Trademark vs. Copyright:
Everything You Need to Know
An original work is one that the author created through his or her own effort. An original work cannot be something that's copied or modified from an existing work.
A work must have a creative aspect. For example, a basic list of 20 websites or people cannot be copyrighted. However, if the list is curated and explained, then it is eligible to receive a copyright. Though a creative work can be copyrighted, the ideas within the work cannot. For example, the book Twilight cannot be reproduced without permission from the copyright owner. But that doesn't mean that no one can ever write a book featuring a similar storyline about vampires. A copyright protects the creative work, not the ideas.
Tangible medium is a very broad term, especially with new and emerging developments. The term means that the work can be perceived, reproduced, or communicated, as opposed to something that is just an idea in your mind, which cannot be copyrighted.
Authorship also comes into question as new technologies develop. For example, a Tweet may be protected under copyright law.
When you are the owner of copyrighted material, you decide how that material is used. If that happens without your permission, a copyright affords you certain legal protections, allowing you to collect damages for improper use. Copyright law protects creators as an incentive to continue to create. If the work could be used by just anyone, that incentive would be gone. The misuse of a copyrighted work is infringement.
There is a special provision for music. Once a song is recorded and distributed, anyone can buy a license from a central agency. The copyright owner doesn't have to buy the license, of course.
A copyright can be registered with the United States Copyright Office. However, copyright protection for a creative work is automatic, so it isn't necessary to register a creative work to get access to it. However, registering your work with the US Copyright Office does afford you more rights and protection when infringement occurs. These rights are granted by the 1976 United States Copyright Act, which gives the author the exclusive right to use, distribute, or prepare derivative works.
It isn't necessary to add a copyright symbol to your work to stake your claim, whether the copyright is registered or not. But it is helpful to identify your work with your name or other mark. This is especially true for online work since it is easily used by someone else. Adding a name and date helps assess original authorship.
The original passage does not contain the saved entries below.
//! ABOUTME: Rules engine - evaluates the rule set and picks a destination
//! ABOUTME: Enabled rules run in descending priority; best match wins by (priority, score)

use tracing::debug;

use super::rule::{Rule, RuleContext, RuleMatch};

/// Winning rule for a context
#[derive(Debug, Clone)]
pub struct RuleDecision {
    /// Destination the winning rule routes to
    pub destination: String,
    /// Winning rule id
    pub rule_id: String,
    /// Winning rule name
    pub rule_name: String,
    /// Match score in [0, 1]
    pub score: f64,
    /// Winning rule priority
    pub priority: i32,
    /// Why the rule matched
    pub reason: String,
}

/// Evaluates a declarative rule set
#[derive(Debug, Clone, Default)]
pub struct RulesEngine {
    rules: Vec<Rule>,
}

impl RulesEngine {
    /// Create over a rule set. Rules are kept in descending priority order.
    #[must_use]
    pub fn new(mut rules: Vec<Rule>) -> Self {
        rules.sort_by(|a, b| b.priority.cmp(&a.priority).then_with(|| a.id.cmp(&b.id)));
        Self { rules }
    }

    /// The rules, in evaluation order
    #[must_use]
    pub fn rules(&self) -> &[Rule] {
        &self.rules
    }

    /// Whether the engine has any rules at all
    #[must_use]
    pub fn is_empty(&self) -> bool {
        self.rules.is_empty()
    }

    /// Evaluate every enabled rule and collect the matches, in evaluation
    /// order.
    #[must_use]
    pub fn evaluate_all(&self, context: &RuleContext) -> Vec<(&Rule, RuleMatch)> {
        self.rules
            .iter()
            .filter(|r| r.enabled)
            .map(|r| (r, r.evaluate(context)))
            .filter(|(_, m)| m.matched)
            .collect()
    }

    /// Best destination for a context: highest rule priority wins, then
    /// highest score, then ascending rule id for determinism.
    #[must_use]
    pub fn decide(&self, context: &RuleContext) -> Option<RuleDecision> {
        let mut matches = self.evaluate_all(context);
        matches.sort_by(|(a_rule, a_match), (b_rule, b_match)| {
            b_rule
                .priority
                .cmp(&a_rule.priority)
                .then_with(|| {
                    b_match
                        .score
                        .partial_cmp(&a_match.score)
                        .unwrap_or(std::cmp::Ordering::Equal)
                })
                .then_with(|| a_rule.id.cmp(&b_rule.id))
        });

        let (rule, matched) = matches.into_iter().next()?;
        debug!(rule_id = %rule.id, destination = %rule.destination, score = matched.score, "rule decision");
        Some(RuleDecision {
            destination: rule.destination.clone(),
            rule_id: rule.id.clone(),
            rule_name: rule.name.clone(),
            score: matched.score,
            priority: rule.priority,
            reason: matched.reason,
        })
    }
}

#[cfg(test)]
mod tests {
    use super::*;
    use crate::rules::rule::RuleKind;
    use std::collections::HashMap;

    fn keyword_rule(id: &str, keyword: &str, destination: &str, priority: i32, weight: f64) -> Rule {
        Rule {
            id: id.into(),
            name: format!("{keyword} rule"),
            description: String::new(),
            destination: destination.into(),
            weight,
            enabled: true,
            priority,
            created_by: None,
            kind: RuleKind::Keyword {
                keywords: vec![keyword.into()],
                case_sensitive: false,
                whole_word: false,
                keyword_weights: HashMap::new(),
            },
        }
    }

    fn context(title: &str) -> RuleContext {
        RuleContext {
            title: title.into(),
            ..RuleContext::default()
        }
    }

    #[test]
    fn priority_beats_score() {
        let engine = RulesEngine::new(vec![
            keyword_rule("low-pri", "deploy", "svc-strong", 0, 1.0),
            keyword_rule("high-pri", "deploy", "svc-weak", 10, 0.4),
        ]);

        let decision = engine.decide(&context("deploy now")).unwrap();
        assert_eq!(decision.destination, "svc-weak");
        assert_eq!(decision.rule_id, "high-pri");
    }

    #[test]
    fn score_breaks_priority_ties() {
        let engine = RulesEngine::new(vec![
            keyword_rule("a", "deploy", "svc-a", 5, 0.4),
            keyword_rule("b", "deploy", "svc-b", 5, 0.9),
        ]);

        let decision = engine.decide(&context("deploy now")).unwrap();
        assert_eq!(decision.destination, "svc-b");
    }

    #[test]
    fn disabled_rules_are_skipped() {
        let mut rule = keyword_rule("off", "deploy", "svc", 0, 1.0);
        rule.enabled = false;
        let engine = RulesEngine::new(vec![rule]);
        assert!(engine.decide(&context("deploy now")).is_none());
    }

    #[test]
    fn no_match_yields_none() {
        let engine = RulesEngine::new(vec![keyword_rule("r", "deploy", "svc", 0, 1.0)]);
        assert!(engine.decide(&context("write docs")).is_none());
    }
}
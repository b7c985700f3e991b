//! ABOUTME: Instance registry with tree invariants and lifecycle management
//! ABOUTME: Lookup by id, (scope, name), parent; status gating for routing reads

use std::collections::HashMap;
use std::sync::Arc;

use chrono::Utc;
use parking_lot::RwLock;
use serde::{Deserialize, Serialize};
use serde_json::Value;
use tracing::{debug, info, warn};

use hopper_core::{
    HopperError, Instance, InstanceKind, InstanceScope, InstanceStatus, Result,
};

/// Fields for registering an instance
#[derive(Debug, Clone, Serialize, Deserialize)]
pub struct InstanceSpec {
    /// Human name
    pub name: String,
    /// Scope in the hierarchy
    pub scope: InstanceScope,
    /// Lifetime class
    #[serde(default)]
    pub kind: InstanceKind,
    /// Parent instance id (None for roots)
    #[serde(default)]
    pub parent_id: Option<String>,
    /// Scope-specific configuration
    #[serde(default)]
    pub config: HashMap<String, Value>,
}

impl InstanceSpec {
    /// Spec with just a name and scope
    #[must_use]
    pub fn new(name: impl Into<String>, scope: InstanceScope) -> Self {
        Self {
            name: name.into(),
            scope,
            kind: InstanceKind::Persistent,
            parent_id: None,
            config: HashMap::new(),
        }
    }

    /// Attach to a parent
    #[must_use]
    pub fn with_parent(mut self, parent_id: impl Into<String>) -> Self {
        self.parent_id = Some(parent_id.into());
        self
    }

    /// Set a configuration knob
    #[must_use]
    pub fn with_config(mut self, key: impl Into<String>, value: Value) -> Self {
        self.config.insert(key.into(), value);
        self
    }
}
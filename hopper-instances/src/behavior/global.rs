//! ABOUTME: Global scope behavior - strategic router, never executes
//! ABOUTME: Resolves explicit project, then tag overlap, then fallback balancing

use std::collections::HashSet;
use std::sync::Arc;

use async_trait::async_trait;
use tracing::{debug, info};

use hopper_core::{Instance, InstanceScope, Result, Task, TaskStatus};
use hopper_storage::{Page, TaskFilter, TaskStore};

use crate::registry::InstanceRegistry;

use super::{active_task_count, ScopeBehavior, TaskAction};

/// Behavior for `global` (and `federated`) instances.
///
/// Global instances are strategic routers: they place every task on a
/// project child and never execute anything themselves.
pub struct GlobalBehavior {
    scope: InstanceScope,
    registry: Arc<InstanceRegistry>,
    tasks: Arc<dyn TaskStore>,
}

impl GlobalBehavior {
    /// Create a behavior bound to the registry and task store
    #[must_use]
    pub fn new(
        scope: InstanceScope,
        registry: Arc<InstanceRegistry>,
        tasks: Arc<dyn TaskStore>,
    ) -> Self {
        Self {
            scope,
            registry,
            tasks,
        }
    }

    /// Project child explicitly named by the task
    async fn find_project_by_name(
        &self,
        parent_id: &str,
        project: &str,
    ) -> Result<Option<Instance>> {
        let children = self
            .registry
            .routable_children(parent_id, Some(InstanceScope::Project))
            .await?;
        Ok(children.into_iter().find(|c| c.name == project))
    }

    /// Project child with the largest overlap between its capabilities/tags
    /// and the task's tags. Ties break on ascending instance id.
    async fn find_project_by_tags(
        &self,
        parent_id: &str,
        task_tags: &[String],
    ) -> Result<Option<Instance>> {
        let task_tags: HashSet<&str> = task_tags.iter().map(String::as_str).collect();
        let children = self
            .registry
            .routable_children(parent_id, Some(InstanceScope::Project))
            .await?;

        let mut best: Option<(usize, Instance)> = None;
        for child in children {
            let mut caps = child.config_str_list("capabilities");
            caps.extend(child.config_str_list("tags"));
            let overlap = caps
                .iter()
                .filter(|c| task_tags.contains(c.as_str()))
                .collect::<HashSet<_>>()
                .len();
            if overlap > 0 && best.as_ref().is_none_or(|(n, _)| overlap > *n) {
                best = Some((overlap, child));
            }
        }
        Ok(best.map(|(_, instance)| instance))
    }

    /// Fallback placement over all routable project children, per the
    /// instance's `fallback_strategy` knob (`round_robin` | `least_loaded`).
    async fn find_available_project(&self, instance: &Instance) -> Result<Option<Instance>> {
        let children = self
            .registry
            .routable_children(&instance.id, Some(InstanceScope::Project))
            .await?;
        if children.is_empty() {
            return Ok(None);
        }

        let strategy = instance.config_str("fallback_strategy", "round_robin");
        if strategy == "least_loaded" {
            let mut best: Option<(usize, Instance)> = None;
            for child in children {
                let load = active_task_count(self.tasks.as_ref(), &child.id).await?;
                if best.as_ref().is_none_or(|(n, _)| load < *n) {
                    best = Some((load, child));
                }
            }
            return Ok(best.map(|(_, i)| i));
        }

        // round_robin: children are id-ordered, take the first
        Ok(children.into_iter().next())
    }
}

#[async_trait]
impl ScopeBehavior for GlobalBehavior {
    fn scope(&self) -> InstanceScope {
        self.scope
    }

    async fn handle_incoming(&self, task: &Task, instance: &Instance) -> Result<TaskAction> {
        match self.find_delegation_target(task, instance).await? {
            Some(target) => Ok(TaskAction::Delegate {
                reason: format!("routed to project {} based on task attributes", target.name),
                target_instance_id: target.id,
            }),
            None => Ok(TaskAction::Reject {
                reason: "no suitable project found for task routing".into(),
            }),
        }
    }

    async fn should_delegate(&self, _task: &Task, _instance: &Instance) -> Result<bool> {
        // Global always delegates; it routes, it doesn't execute.
        Ok(true)
    }

    async fn find_delegation_target(
        &self,
        task: &Task,
        instance: &Instance,
    ) -> Result<Option<Instance>> {
        if let Some(project) = &task.project {
            if let Some(target) = self.find_project_by_name(&instance.id, project).await? {
                debug!(task_id = %task.id, target = %target.name, "explicit project match");
                return Ok(Some(target));
            }
        }

        if !task.tags.is_empty() {
            if let Some(target) = self.find_project_by_tags(&instance.id, &task.tags).await? {
                debug!(task_id = %task.id, target = %target.name, "tag overlap match");
                return Ok(Some(target));
            }
        }

        self.find_available_project(instance).await
    }

    async fn on_task_completed(&self, task: &Task, instance: &Instance) -> Result<()> {
        info!(task_id = %task.id, instance_id = %instance.id, "completion bubbled to global");
        self.registry
            .update(&instance.id, |i| i.bump_counter("completed_tasks"))
            .await?;
        Ok(())
    }

    async fn get_task_queue(&self, instance: &Instance) -> Result<Vec<Task>> {
        // Global holds only tasks that haven't been routed yet.
        let filter = TaskFilter {
            statuses: vec![TaskStatus::Pending],
            instance_id: Some(instance.id.clone()),
            ..TaskFilter::default()
        };
        let (items, _) = self
            .tasks
            .list(
                &filter,
                Page {
                    offset: 0,
                    limit: usize::MAX,
                },
            )
            .await?;
        Ok(items)
    }
}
At WERNER LAW GROUP, we provide everything you need to protect your ideas and reputation, in terms of filing and maintaining copyrights, trademarks, and service marks. You put a lot of resources into building the intangible ideas and reputation that makes your business successful. Hire a professional that can help you protect it. We provide "knock out" searches, advice, filing, and maintenance of copyrights, trademarks, and service marks.
Trademarks protect names, terms, and symbols that identify and differentiate a company and its goods. A trademark gives the consumer the ability to distinguish one company's goods from another's. A trademark can include phrases, symbols, or designs, as well as images, colors, and even smells and sounds.
A registered trademark offers protection against improper use. The owner of a federally registered trademark can sue for infringement. It also helps the owner defend against imported goods that might infringe upon the trademark.
Trademark law is handled at the state and federal level. Different laws afford different protections. A federally registered trademark offers more protection than a state level trademark.
Trademarks are registered with the United States Patent and Trademark Office or USPTO. A registered trademark offers the owner more protection against improper use, but a trademark doesn't have to be registered to receive protection. However, enforcement is easier when the trademark is registered.
A company name or product name can be trademarked. For example, "Apple" is trademarked and so is "iPhone". These are an important business asset. Controlling the mark and its use are important for a company's brand management. A trademark is not automatic. Registering a trademark (or receiving the legal protections) requires two elements, distinctiveness and use.
Distinctiveness means that it is unique enough to be closely associated with a particular product or company. This is often dependent upon context. For example, an apple cannot be trademarked but the Apple logo, which is an image of an apple, can be. The logo is an artistic representation, which is eligible for trademarking.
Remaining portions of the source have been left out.